The groups of Old English dialects are generally accepted to correspond to the three original Germanic tribes: the Angles in the north (Northumbria, Mercia, East Anglia), the Saxons in the south (Essex, Wessex, Sussex), and the Jutes in Kent. An alternate possibility that has been proposed is that these dialectical divisions stem from different waves of migration, rather than original continental tribal divisions.
West Saxon is pretty much the standard dialect, so that's what everyone starts out learning when they learn Old English. Thus, for me at least, the prose text of the Anglo-Saxon Chronicle is relatively easy to read, whereas poetry (as in any language) is more challenging, especially poetry written in northern dialects. Beowulf poses its own unique challenges as well.
The manuscript we have of Beowulf is mainly in West Saxon, though this only tells us that the two scribes whose hands it is in were from Wessex, not that the original composition was in this dialect. In fact, there are some indications that the poem was composed originally in an Anglian dialect from the north (Northumbrian or Mercian). Namely, there are words in the poem written their northern forms rather than their West Saxon forms. In some cases this may be simply a matter of using standard poetical terms and forms, which were originally northern. But we also see northern forms surviving in cases when a West Saxon poet would have used the form of his own dialect. Here are some examples:
- waldend instead of West Saxon wealdend 'Ruler/God'
- sægon for WS sawon 'saw'
- cwóm(on) for WS cóm(on) 'came'
- verbal prefix in- instead of WS on-, e.g. inhaétan 'inflame'
- mid 'with' with the accusative case, whereas it only takes the dative or instrumental in WS texts.

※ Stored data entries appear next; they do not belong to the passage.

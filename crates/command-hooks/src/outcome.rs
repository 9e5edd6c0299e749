use crate::errors::HookError;

/// Result of one hook within a round: its value, or the failure it raised.
#[derive(Debug, Clone, PartialEq)]
pub enum HookOutcome<T> {
    Completed(T),
    Failed(HookError),
}

impl<T> HookOutcome<T> {
    pub fn is_failed(&self) -> bool {
        matches!(self, HookOutcome::Failed(_))
    }

    pub fn value(&self) -> Option<&T> {
        match self {
            HookOutcome::Completed(value) => Some(value),
            HookOutcome::Failed(_) => None,
        }
    }

    pub fn error(&self) -> Option<&HookError> {
        match self {
            HookOutcome::Completed(_) => None,
            HookOutcome::Failed(err) => Some(err),
        }
    }

    pub fn into_result(self) -> Result<T, HookError> {
        match self {
            HookOutcome::Completed(value) => Ok(value),
            HookOutcome::Failed(err) => Err(err),
        }
    }
}

impl<T> From<Result<T, HookError>> for HookOutcome<T> {
    fn from(result: Result<T, HookError>) -> Self {
        match result {
            Ok(value) => HookOutcome::Completed(value),
            Err(err) => HookOutcome::Failed(err),
        }
    }
}
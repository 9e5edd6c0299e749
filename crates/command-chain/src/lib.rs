//! Command chaining engine.
//!
//! [`wrap_command`] turns a raw protocol command into a lifecycle-aware
//! command: `beforeCommand`/`afterCommand` hooks fire around every outer
//! call, scope-attached retry policies are honoured, and the result comes
//! back as a [`Deferred`] that can be chained, indexed and iterated before
//! the underlying call has settled.

pub mod command;
pub mod deferred;
pub mod errors;
pub mod events;
pub mod scope;
pub mod value;

pub use command::{wrap_command, CommandCall, RawCommand, WrappedCommand};
pub use deferred::{ChainedMethod, Deferred};
pub use errors::CommandError;
pub use events::{AfterCommandEvent, AfterCommandHook, BeforeCommandHook, CommandEvent};
pub use scope::{ExecutionScope, ScopeBuilder, ScopeOptions};
pub use value::{ChainTarget, CommandCatalog, RemoteObject, Resolved};

pub use shim_hooks::{Hook, HookError, HookOutcome};
pub use shim_retry::{RetryPolicy, SharedRetryPolicy};
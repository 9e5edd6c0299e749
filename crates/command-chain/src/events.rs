use std::fmt;
use std::sync::Arc;
use std::time::Duration;

use serde::Serialize;
use serde_json::Value;
use shim_core_types::InvocationId;
use shim_hooks::Hook;

use crate::errors::CommandError;
use crate::scope::ExecutionScope;
use crate::value::Resolved;

pub type BeforeCommandHook = Hook<CommandEvent>;
pub type AfterCommandHook = Hook<AfterCommandEvent>;

/// Argument of a `beforeCommand` hook.
#[derive(Clone, Serialize)]
pub struct CommandEvent {
    pub invocation: InvocationId,
    pub command: String,
    pub method: Option<String>,
    pub endpoint: Option<String>,
    pub args: Vec<Value>,
    /// Scope the command runs in; commands a hook issues through it do not
    /// fire hooks again.
    #[serde(skip)]
    pub scope: Arc<ExecutionScope>,
}

impl fmt::Debug for CommandEvent {
    fn fmt(&self, f: &mut fmt::Formatter<'_>) -> fmt::Result {
        f.debug_struct("CommandEvent")
            .field("invocation", &self.invocation)
            .field("command", &self.command)
            .field("method", &self.method)
            .field("endpoint", &self.endpoint)
            .field("args", &self.args)
            .finish()
    }
}

/// Argument of an `afterCommand` hook: the command plus how it settled.
#[derive(Clone, Debug)]
pub struct AfterCommandEvent {
    pub event: CommandEvent,
    pub result: Result<Resolved, CommandError>,
    pub elapsed: Duration,
}

impl AfterCommandEvent {
    pub fn command(&self) -> &str {
        &self.event.command
    }

    pub fn is_success(&self) -> bool {
        self.result.is_ok()
    }

    pub fn value(&self) -> Option<&Resolved> {
        self.result.as_ref().ok()
    }

    pub fn error(&self) -> Option<&CommandError> {
        self.result.as_ref().err()
    }
}
use clap::Subcommand;

use super::config::ConfigArgs;
use super::demo::DemoArgs;

#[derive(Subcommand, Clone)]
pub enum Commands {
    /// Run the scripted command chain against the in-memory fixture page
    Demo(DemoArgs),

    /// Inspect and validate the shim configuration
    Config(ConfigArgs),
}
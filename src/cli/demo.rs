use std::sync::Arc;

use anyhow::{Context, Result};
use clap::Args;
use command_shim::fixture::{self, FixturePage};
use command_shim::{demo_scope, run_demo, DemoReport};

use crate::cli::context::CliContext;
use crate::cli::output::{render, OutputFormat};

const READY_COMMAND: &str = "waitForReady";
const DEFAULT_READY_RETRIES: u32 = 3;

#[derive(Args, Clone, Debug)]
pub struct DemoArgs {
    /// Number of times `waitForReady` fails before the page reports ready
    #[arg(long, default_value_t = 2)]
    pub not_ready: u32,

    /// Retry budget for `waitForReady`; defaults to the configured budget,
    /// or 3 when the configuration gives it none
    #[arg(long)]
    pub ready_retries: Option<u32>,

    /// Log every command through the built-in command log hooks
    #[arg(long)]
    pub trace_commands: bool,
}

pub async fn cmd_demo(args: DemoArgs, ctx: &CliContext, output: OutputFormat) -> Result<()> {
    let mut config = ctx.config().clone();
    let ready_retries = args.ready_retries.unwrap_or_else(|| match config.limit_for(READY_COMMAND) {
        0 => DEFAULT_READY_RETRIES,
        configured => configured,
    });
    config
        .retry
        .commands
        .insert(READY_COMMAND.to_string(), ready_retries);
    if args.trace_commands {
        config.hooks.log_commands = true;
    }
    config.validate().context("Invalid demo configuration")?;

    let page = Arc::new(FixturePage::search_form().not_ready_for(args.not_ready));
    let catalogs = fixture::catalogs(&page);
    let scope = demo_scope(&config, &catalogs);
    let report = run_demo(&scope, &catalogs)
        .await
        .context("Demo command chain failed")?;

    match render(&report, &output)? {
        Some(rendered) => println!("{rendered}"),
        None => print_human(&report),
    }
    Ok(())
}

fn print_human(report: &DemoReport) {
    println!("Session:        {}", report.session);
    println!("Title:          {}", report.title);
    println!(
        "Ready after:    {} check(s), {} retr(ies)",
        report.ready_checks,
        report.retries.unwrap_or(0)
    );
    println!("Links:          {}", report.link_count);
    println!("Tags:           {}", report.tags.join(", "));
    println!("Submit text:    {}", report.submit_text);
    println!("Clicked:        {:?}", report.clicked);
    if let Some(err) = &report.iteration_error {
        println!("Iteration:      {err}");
    }
}
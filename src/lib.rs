//! Command shim
//!
//! Wraps automation commands with lifecycle hooks, scope-level retry
//! budgets and chainable deferred results. The building blocks live in
//! the workspace crates re-exported here; this crate adds configuration,
//! the command log hooks and an in-memory fixture page.

pub mod command_log;
pub mod config;
pub mod demo;
pub mod fixture;

pub use config::{ConfigError, HooksConfig, RetryConfig, ShimConfig};
pub use demo::{demo_scope, run_demo, DemoReport};

pub use shim_chain as chain;
pub use shim_core_types as types;
pub use shim_hooks as hooks;
pub use shim_retry as retry;
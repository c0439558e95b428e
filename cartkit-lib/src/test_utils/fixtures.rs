//! Order and status fixtures.

use rust_decimal_macros::dec;

use crate::{Order, OrderDraft, OrderId, OrderStatusId, OrderStatusOption};

/// A persisted USD 19.99 order paying with `method`.
pub fn order_fixture(id: u64, method: &str) -> Order {
    draft_fixture(method).into_order(OrderId::new(id))
}

/// A USD 19.99 order draft paying with `method`, not yet persisted.
pub fn draft_fixture(method: &str) -> OrderDraft {
    OrderDraft {
        currency: "USD".to_string(),
        total: dec!(19.99),
        total_formatted: "19.99".to_string(),
        payment_method: method.into(),
        status: OrderStatusId::processing(),
    }
}

/// A status set resembling a typical installation, including a numeric id
/// the way some hosts number their statuses.
pub fn standard_statuses() -> Vec<OrderStatusOption> {
    vec![
        OrderStatusOption::new(OrderStatusId::AWAITING_PAYMENT, "Awaiting payment"),
        OrderStatusOption::new(OrderStatusId::PROCESSING, "Processing"),
        OrderStatusOption::new("canceled", "Canceled"),
        OrderStatusOption::new("5", "Complete"),
    ]
}

#[cfg(test)]
mod tests {
    use super::*;

    #[test]
    fn test_order_fixture_shape() {
        let order = order_fixture(42, "twocheckout");
        assert_eq!(order.order_id, OrderId::new(42));
        assert_eq!(order.total_formatted, "19.99");
        assert!(order.uses_payment_method("twocheckout"));
    }

    #[test]
    fn test_standard_statuses_name_the_numeric_id() {
        let statuses = standard_statuses();
        let complete = statuses.iter().find(|s| s.id.as_str() == "5").unwrap();
        assert_eq!(complete.name, "Complete");
    }
}
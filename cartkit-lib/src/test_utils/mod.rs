//! Test utilities for checkout testing.
//!
//! This module provides the pieces module tests keep rebuilding:
//! - A scriptable mock gateway with per-call recording
//! - Order and status fixtures
//!
//! ## Usage
//!
//! ```rust,ignore
//! use cartkit_lib::test_utils::{order_fixture, MockGateway};
//! use cartkit_lib::{GatewayRegistry, PurchaseResponse};
//!
//! let gateway = MockGateway::named("twocheckout");
//! gateway.enqueue_purchase(PurchaseResponse::redirect("https://pay.example/x"));
//!
//! let registry = GatewayRegistry::new();
//! registry.register(Box::new(gateway.clone()));
//!
//! // ... drive the checkout, then:
//! assert_eq!(gateway.purchase_calls(), 1);
//! ```

mod fixtures;
mod gateway;

pub use fixtures::{draft_fixture, order_fixture, standard_statuses};
pub use gateway::{GatewayCall, MockGateway};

The northern dialects didn't tend to have as many vocalic diphthongs as West Saxon, as we see in the first example. Also, the northern dialects had more Viking influence in pronunciation and vocabulary. Thus where West Saxon has cuman 'to come', it was pronounced cyman in the north. If you think about the sound of many modern Scottish and Northern English accents, you realize they do the same thing with the 'u' sound today. Both there, and in modern Scandinavian languages, the 'u' tends to sound like 'y' (that is, like German 'ü'), whereas the 'u' sound is now spelled with 'o'. (Compare English's use of double 'oo'.)
Incidentally, in The Lord of the Rings, it is the Mercian dialect that Tolkien has the Riders of Rohan speaking. In fact, the name of their land, the Riddermark or the Mark, was intended to recall (at least to himself, if no one else) its connection with the name of Mercia. The form Riddermark, land of the riders, has the same form as, e.g., Denmark, land of the Danes.